エンザルタミド、ニルマトレルビル・リトナビル:併用で抗ウイルス作用の消失や耐性出現の恐れ
エンザルタミドとニルマトレルビル・リトナビルについては、両薬を併用した際の薬物動態学的な影響を評価した。その結果、併用によりニルマトレルビルおよびリトナビルの血中濃度が低下し、抗ウイルス作用の消失や耐性出現の恐れがあることが示された。両薬の併用を禁忌とすることの医療現場への影響について、関連学会に意見を聴取したところ、特段の問題はないことが確認された。
以上を踏まえ、エンザルタミドの「禁忌」の項に「次の薬剤を投与中の患者:ニルマトレルビル・リトナビル」を、「相互作用」の「併用禁忌」の項には「ニルマトレルビル・リトナビル」を追記。同様にニルマトレルビル・リトナビルは、それぞれ「次の薬剤を投与中の患者:エンザルタミド」、「エンザルタミド」を追記することが適切と判断された。
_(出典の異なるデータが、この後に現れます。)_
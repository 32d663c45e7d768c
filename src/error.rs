use thiserror::Error;

macro_rules! malformed_error {
    // Single string version
    ($msg:expr) => {
        crate::Error::Malformed {
            message: $msg.to_string(),
            file: file!(),
            line: line!(),
        }
    };

    // Format string with arguments version
    ($fmt:expr, $($arg:tt)*) => {
        crate::Error::Malformed {
            message: format!($fmt, $($arg)*),
            file: file!(),
            line: line!(),
        }
    };
}

/// The generic Error type, which provides coverage for all errors this library can potentially
/// return.
///
/// The variants fall into three groups: stream decoding failures (the input body is damaged or
/// truncated), configuration failures (a registered patch asks for something the target function
/// cannot provide), and installation failures (the platform refused a memory operation while the
/// detour was being written).
///
/// Decoding and configuration errors abort composition before anything is installed; sorting
/// ambiguity is never an error and surfaces as diagnostics on the sorter instead.
///
/// # Examples
///
/// ```rust,ignore
/// use cilhook::Error;
///
/// match context.apply(&function, patches) {
///     Ok(outcome) => println!("replacement at {:#x}", outcome.replacement),
///     Err(Error::Malformed { message, file, line }) => {
///         eprintln!("damaged body: {} ({}:{})", message, file, line);
///     }
///     Err(Error::Configuration { owner, function, message }) => {
///         eprintln!("patch {} cannot apply to {}: {}", owner, function, message);
///     }
///     Err(e) => eprintln!("{}", e),
/// }
/// ```
#[derive(Error, Debug)]
pub enum Error {
    /// The instruction stream is damaged and could not be decoded.
    ///
    /// The error includes the source location where the malformation was
    /// detected for debugging purposes.
    ///
    /// # Fields
    ///
    /// * `message` - Detailed description of what was malformed
    /// * `file` - Source file where the error was detected
    /// * `line` - Source line where the error was detected
    #[error("Malformed - {file}:{line}: {message}")]
    Malformed {
        /// The message to be printed for the Malformed error
        message: String,
        /// The source file in which this error occured
        file: &'static str,
        /// The source line in which this error occured
        line: u32,
    },

    /// An out of bound access was attempted while reading the stream.
    ///
    /// This error occurs when trying to read data beyond the end of the
    /// body buffer. It's a safety check to prevent overruns on truncated
    /// or malformed input.
    #[error("Out of Bound read would have occurred!")]
    OutOfBounds,

    /// Provided input was empty.
    #[error("Provided input was empty")]
    Empty,

    /// The requested operation is not supported on this platform or target.
    #[error("This operation is not supported")]
    NotSupported,

    /// A registered patch is incompatible with the target function.
    ///
    /// These are caller mistakes in how a hook declares its injected
    /// parameters or its return type, detected during synthesis. The
    /// owning patch and the target function are named so the caller can
    /// locate the offending registration.
    #[error("Patch '{owner}' cannot apply to '{function}': {message}")]
    Configuration {
        /// Identifier of the patch whose declaration is invalid
        owner: String,
        /// Display name of the function being patched
        function: String,
        /// What about the declaration was rejected
        message: String,
    },

    /// The platform refused a memory operation while installing a detour.
    ///
    /// Wraps the underlying OS error together with the address whose page
    /// could not be made writable or whose bytes could not be written.
    #[error("Failed to install detour at {address:#x}: {message}")]
    Install {
        /// Address the installer was operating on
        address: usize,
        /// Description of the underlying platform failure
        message: String,
    },

    /// Failed to lock target.
    ///
    /// This error occurs when thread synchronization fails, typically
    /// when a lock guarding shared patch state is in an invalid state.
    #[error("Failed to lock target")]
    LockError,

    /// Generic error for miscellaneous failures.
    ///
    /// Used for errors that don't fit into other categories or for
    /// wrapping collaborator errors with additional context.
    #[error("{0}")]
    Error(String),
}
//! Replacement-body synthesis.
//!
//! Takes the sorted hook arrays and the transpiled original stream and
//! produces the encoded replacement body the code generator materializes.
//!
//! # Key Components
//!
//! - [`crate::synthesizer::SynthesisConfig`] / [`crate::synthesizer::LocalTable`] -
//!   per-run inputs and synthesized local slots
//! - [`crate::synthesizer::synthesize`] - the prefix/original/postfix/finalizer
//!   state machine
//! - [`crate::synthesizer::rewrite_fault_blocks`] - fault regions lowered to
//!   catch/finally form before synthesis

mod config;
mod creator;
mod rewriter;

pub use config::{LocalKind, LocalTable, SynthesisConfig};
pub use creator::{synthesize, SynthesizedBody};
pub use rewriter::rewrite_fault_blocks;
イメグリミン:製造販売後臨床試験の結果を踏まえて改訂
イメグリミンについては、住友ファーマが腎機能障害を伴う日本人2型糖尿病患者60例〔20歳以上、推算糸球体濾過量(eGFR)45mL/分/1.73m2未満(以下、eGFRの単位は省略)、HbA1c10.0%未満〕を対象に行った第Ⅳ相多施設共同非盲検非対照製造販売後臨床試験の結果について評価した。
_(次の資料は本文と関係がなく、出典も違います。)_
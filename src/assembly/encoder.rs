//! Instruction stream encoding: the editable list back to bytes.
//!
//! The encoder lowers a label-lifted stream into an encoded body: offsets are
//! assigned as a prefix sum, label operands become relative displacements,
//! short branches that can no longer reach their target are widened to their
//! long forms, and the exception clause table is rebuilt from the block
//! markers the stream carries.
//!
//! # Architecture
//!
//! Encoding runs in three passes:
//!
//! 1. **Sizing** - offsets are recomputed and every short-form branch whose
//!    displacement no longer fits in an `i8` is widened; widening changes
//!    sizes, so the pass repeats until no opcode changes. The loop terminates
//!    because widening is one-way.
//! 2. **Emission** - opcode bytes and operands are written out; switch
//!    displacements are relative to the end of the whole instruction.
//! 3. **Clause rebuild** - begin/catch/finally/fault/filter/end markers are
//!    paired on a stack and flattened back into byte-offset clauses.

use crate::assembly::instruction::{
    ExceptionBlockType, Immediate, Instruction, Label, Operand, OperandType,
};
use crate::assembly::opcodes::FE_PREFIX;
use crate::file::io::write_le;
use crate::metadata::{ExceptionClause, ExceptionClauseFlags, FunctionBody, Token, TypeSig};
use crate::Result;

/// Encode a label-lifted stream into a function body.
///
/// Offsets are written back into `instructions`, so afterwards the stream and
/// the produced bytes agree. `locals` and `max_stack` are carried through
/// into the body unchanged.
///
/// # Errors
/// Returns [`crate::Error::Malformed`] when a branch references a label no
/// instruction carries, when the stream still contains unlifted index
/// operands, or when the markers are not properly nested.
pub fn encode_body(
    instructions: &mut [Instruction],
    locals: Vec<TypeSig>,
    max_stack: u16,
) -> Result<FunctionBody> {
    assign_offsets(instructions)?;

    let mut code = Vec::new();
    for index in 0..instructions.len() {
        emit_instruction(instructions, index, &mut code)?;
    }

    let exceptions = rebuild_clauses(instructions)?;

    Ok(FunctionBody {
        code,
        locals,
        exceptions,
        max_stack,
    })
}

/// Recompute every instruction's offset, widening short branches that cannot
/// reach their target. Converges because widening never reverses.
fn assign_offsets(instructions: &mut [Instruction]) -> Result<()> {
    loop {
        let mut offset = 0u32;
        for instr in instructions.iter_mut() {
            instr.offset = offset;
            offset += instr.size();
        }

        let mut widened = false;
        for index in 0..instructions.len() {
            if !instructions[index].is_short_branch() {
                continue;
            }
            let Operand::Label(label) = &instructions[index].operand else {
                continue;
            };

            let target = find_label(instructions, *label)?;
            let next = instructions[index].offset + instructions[index].size();
            let displacement =
                i64::from(instructions[target].offset) - i64::from(next);

            if i8::try_from(displacement).is_err() {
                instructions[index].widen_branch();
                widened = true;
            }
        }

        if !widened {
            return Ok(());
        }
    }
}

fn find_label(instructions: &[Instruction], label: Label) -> Result<usize> {
    instructions
        .iter()
        .position(|instr| instr.labels.contains(&label))
        .ok_or_else(|| malformed_error!("Branch references the unattached label {:?}", label))
}

fn emit_instruction(instructions: &[Instruction], index: usize, code: &mut Vec<u8>) -> Result<()> {
    let instr = &instructions[index];

    if instr.prefix == FE_PREFIX {
        code.push(FE_PREFIX);
    }
    code.push(instr.opcode);

    match &instr.operand {
        Operand::None => {}
        Operand::Immediate(imm) => emit_immediate(code, *imm),
        Operand::Token(token) => write_le(code, token.value()),
        Operand::Label(label) => {
            let target = find_label(instructions, *label)?;
            let next = instr.offset + instr.size();
            let displacement = i64::from(instructions[target].offset) - i64::from(next);

            if instr.operand_type == OperandType::Int8 {
                let short = i8::try_from(displacement).map_err(|_| {
                    malformed_error!(
                        "Short branch at {:#x} cannot reach its target",
                        instr.offset
                    )
                })?;
                write_le(code, short);
            } else {
                let long = i32::try_from(displacement)
                    .map_err(|_| malformed_error!("Branch displacement overflows i32"))?;
                write_le(code, long);
            }
        }
        Operand::SwitchLabels(targets) => {
            let count = u32::try_from(targets.len())
                .map_err(|_| malformed_error!("Switch table too large"))?;
            write_le(code, count);

            let next = instr.offset + instr.size();
            for label in targets {
                let target = find_label(instructions, *label)?;
                let displacement = i64::from(instructions[target].offset) - i64::from(next);
                let long = i32::try_from(displacement)
                    .map_err(|_| malformed_error!("Switch displacement overflows i32"))?;
                write_le(code, long);
            }
        }
        Operand::Target(_) | Operand::Switch(_) => {
            return Err(malformed_error!(
                "Instruction at {:#x} still carries an index operand; lift branches before encoding",
                instr.offset
            ));
        }
    }

    Ok(())
}

fn emit_immediate(code: &mut Vec<u8>, imm: Immediate) {
    match imm {
        Immediate::Int8(v) => write_le(code, v),
        Immediate::UInt8(v) => write_le(code, v),
        Immediate::Int16(v) => write_le(code, v),
        Immediate::UInt16(v) => write_le(code, v),
        Immediate::Int32(v) => write_le(code, v),
        Immediate::UInt32(v) => write_le(code, v),
        Immediate::Int64(v) => write_le(code, v),
        Immediate::UInt64(v) => write_le(code, v),
        Immediate::Float32(v) => write_le(code, v),
        Immediate::Float64(v) => write_le(code, v),
    }
}

struct OpenRegion {
    try_offset: u32,
    try_length: Option<u32>,
    flags: ExceptionClauseFlags,
    catch_type: Option<Token>,
    handler_offset: u32,
    filter_offset: u32,
}

fn rebuild_clauses(instructions: &[Instruction]) -> Result<Vec<ExceptionClause>> {
    let mut stack: Vec<OpenRegion> = Vec::new();
    let mut clauses = Vec::new();

    for instr in instructions {
        for block in &instr.blocks {
            match block.block_type {
                ExceptionBlockType::BeginExceptionBlock => {
                    stack.push(OpenRegion {
                        try_offset: instr.offset,
                        try_length: None,
                        flags: ExceptionClauseFlags::EXCEPTION,
                        catch_type: None,
                        handler_offset: 0,
                        filter_offset: 0,
                    });
                }
                ExceptionBlockType::BeginFilterBlock => {
                    let region = open_region(&mut stack, instr.offset)?;
                    region.try_length = Some(instr.offset - region.try_offset);
                    region.flags = ExceptionClauseFlags::FILTER;
                    region.filter_offset = instr.offset;
                }
                ExceptionBlockType::BeginCatchBlock => {
                    let region = open_region(&mut stack, instr.offset)?;
                    if region.flags != ExceptionClauseFlags::FILTER {
                        region.try_length = Some(instr.offset - region.try_offset);
                        region.catch_type = block.catch_type;
                    }
                    region.handler_offset = instr.offset;
                }
                ExceptionBlockType::BeginFinallyBlock => {
                    let region = open_region(&mut stack, instr.offset)?;
                    region.try_length = Some(instr.offset - region.try_offset);
                    region.flags = ExceptionClauseFlags::FINALLY;
                    region.handler_offset = instr.offset;
                }
                ExceptionBlockType::BeginFaultBlock => {
                    let region = open_region(&mut stack, instr.offset)?;
                    region.try_length = Some(instr.offset - region.try_offset);
                    region.flags = ExceptionClauseFlags::FAULT;
                    region.handler_offset = instr.offset;
                }
                ExceptionBlockType::EndExceptionBlock => {
                    let Some(region) = stack.pop() else {
                        return Err(malformed_error!(
                            "End marker at {:#x} without an open protected region",
                            instr.offset
                        ));
                    };
                    let Some(try_length) = region.try_length else {
                        return Err(malformed_error!(
                            "Protected region at {:#x} closed without a handler",
                            region.try_offset
                        ));
                    };

                    let handler_end = instr.offset + instr.size();
                    clauses.push(ExceptionClause {
                        flags: region.flags,
                        try_offset: region.try_offset,
                        try_length,
                        handler_offset: region.handler_offset,
                        handler_length: handler_end - region.handler_offset,
                        catch_type: region.catch_type,
                        filter_offset: region.filter_offset,
                    });
                }
            }
        }
    }

    if let Some(open) = stack.pop() {
        return Err(malformed_error!(
            "Protected region at {:#x} is never closed",
            open.try_offset
        ));
    }

    Ok(clauses)
}

fn open_region<'a>(stack: &'a mut Vec<OpenRegion>, at: u32) -> Result<&'a mut OpenRegion> {
    stack
        .last_mut()
        .ok_or_else(|| malformed_error!("Handler marker at {:#x} without an open region", at))
}

#[cfg(test)]
mod tests {
    use super::*;
    use crate::assembly::decoder::decode_stream;
    use crate::assembly::instruction::{ExceptionBlock, LabelGen};
    use crate::assembly::{decoder, opcodes};
    use crate::metadata::{
        FunctionBody, FunctionId, FunctionSig, MemberHandle, SymbolResolver,
    };

    struct NullResolver;

    impl SymbolResolver for NullResolver {
        fn signature(&self, _id: &FunctionId) -> Result<FunctionSig> {
            Err(crate::Error::NotSupported)
        }
        fn body(&self, _id: &FunctionId) -> Result<FunctionBody> {
            Err(crate::Error::NotSupported)
        }
        fn user_string(&self, token: Token) -> Result<String> {
            Ok(token.row().to_string())
        }
        fn member(&self, _token: Token) -> Option<MemberHandle> {
            None
        }
        fn extern_stub(&self, _id: &FunctionId) -> Result<Token> {
            Err(crate::Error::NotSupported)
        }
        fn native_entry(&self, _id: &FunctionId) -> Result<usize> {
            Err(crate::Error::NotSupported)
        }
    }

    fn round_trip(code: &[u8]) -> Vec<u8> {
        let mut labels = LabelGen::new();
        let mut instrs = decode_stream(code, &NullResolver).unwrap();
        decoder::lift_branches(&mut instrs, &mut labels);
        encode_body(&mut instrs, vec![], 8).unwrap().code
    }

    #[test]
    fn untouched_stream_is_byte_identical() {
        let code = vec![0x02, 0x1F, 0x0A, 0x58, 0x2A];
        assert_eq!(round_trip(&code), code);
    }

    #[test]
    fn branches_survive_round_trip() {
        // ldc.i4.0; brfalse.s +1; nop; br +0; ret
        let mut code = vec![0x16, 0x2C, 0x01, 0x00, 0x38];
        code.extend_from_slice(&0i32.to_le_bytes());
        code.push(0x2A);

        assert_eq!(round_trip(&code), code);
    }

    #[test]
    fn switch_survives_round_trip() {
        let mut code = vec![0x16, 0x45, 0x02, 0x00, 0x00, 0x00];
        code.extend_from_slice(&1i32.to_le_bytes());
        code.extend_from_slice(&0i32.to_le_bytes());
        code.extend_from_slice(&[0x00, 0x00, 0x2A]);

        assert_eq!(round_trip(&code), code);
    }

    #[test]
    fn short_branch_widens_when_out_of_reach() {
        let mut labels = LabelGen::new();
        let target_label = labels.fresh();

        let mut instrs = Vec::new();
        instrs.push(Instruction::branch(opcodes::BR_S, target_label));
        for _ in 0..200 {
            instrs.push(Instruction::nop());
        }
        let mut ret = Instruction::op(opcodes::RET);
        ret.attach_label(target_label);
        instrs.push(ret);

        let body = encode_body(&mut instrs, vec![], 8).unwrap();

        assert_eq!(instrs[0].opcode, opcodes::BR);
        assert_eq!(body.code.len(), 5 + 200 + 1);
        assert_eq!(body.code[0], opcodes::BR);
        assert_eq!(
            i32::from_le_bytes(body.code[1..5].try_into().unwrap()),
            200
        );
    }

    #[test]
    fn clause_table_round_trips() {
        let original = ExceptionClause {
            flags: ExceptionClauseFlags::FINALLY,
            try_offset: 0,
            try_length: 3,
            handler_offset: 3,
            handler_length: 1,
            catch_type: None,
            filter_offset: 0,
        };
        let body = FunctionBody {
            code: vec![0x00, 0xDE, 0x01, 0xDC, 0x2A],
            exceptions: vec![original.clone()],
            ..Default::default()
        };

        let mut labels = LabelGen::new();
        let id = FunctionId::new(Token::new(0x0600_0001), "Test::Finally");
        let sig = FunctionSig {
            has_this: false,
            params: vec![],
            return_type: TypeSig::Void,
        };
        let mut instrs =
            decoder::decode_body(&id, &sig, &body, &NullResolver, &mut labels).unwrap();

        let encoded = encode_body(&mut instrs, vec![], 8).unwrap();
        assert_eq!(encoded.code, body.code);
        assert_eq!(encoded.exceptions, vec![original]);
    }

    #[test]
    fn unattached_label_is_rejected() {
        let mut labels = LabelGen::new();
        let dangling = labels.fresh();
        let mut instrs = vec![
            Instruction::branch(opcodes::BR, dangling),
            Instruction::op(opcodes::RET),
        ];

        assert!(matches!(
            encode_body(&mut instrs, vec![], 8),
            Err(crate::Error::Malformed { .. })
        ));
    }

    #[test]
    fn unbalanced_markers_are_rejected() {
        let mut open = Instruction::nop();
        open.attach_block(ExceptionBlock::new(ExceptionBlockType::BeginExceptionBlock));
        let mut instrs = vec![open, Instruction::op(opcodes::RET)];

        assert!(matches!(
            encode_body(&mut instrs, vec![], 8),
            Err(crate::Error::Malformed { .. })
        ));
    }
}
その結果、①「効能または効果に関する注意」の項に記載されている、中等度または重度の腎機能障害患者への投与は推奨されない旨の記載を削除する、②「用法および用量に関連する注意」の項を新設し、eGFRが10以上45未満の腎機能障害患者への投与における注意事項、eGFRが10未満の腎機能障害患者への投与は推奨されない旨を記載する、③「重要な基本的注意」の項に、eGFRが15未満の腎機能障害患者への投与時の注意を追記する、④「特定の背景を有する患者に関する注意」の項に投与が推奨されない腎機能障害患者の範囲をeGFRが45未満から10未満に変更し、eGFRが10以上45未満の患者への投与時の注意を追記する、⑤「薬物動態」の項に、eGFRが10以上45未満の腎機能障害患者における薬物動態パラメータの推定値を追記する-こととされた。
詳細は、厚労省の「医薬安発0408第1号」を参照されたい。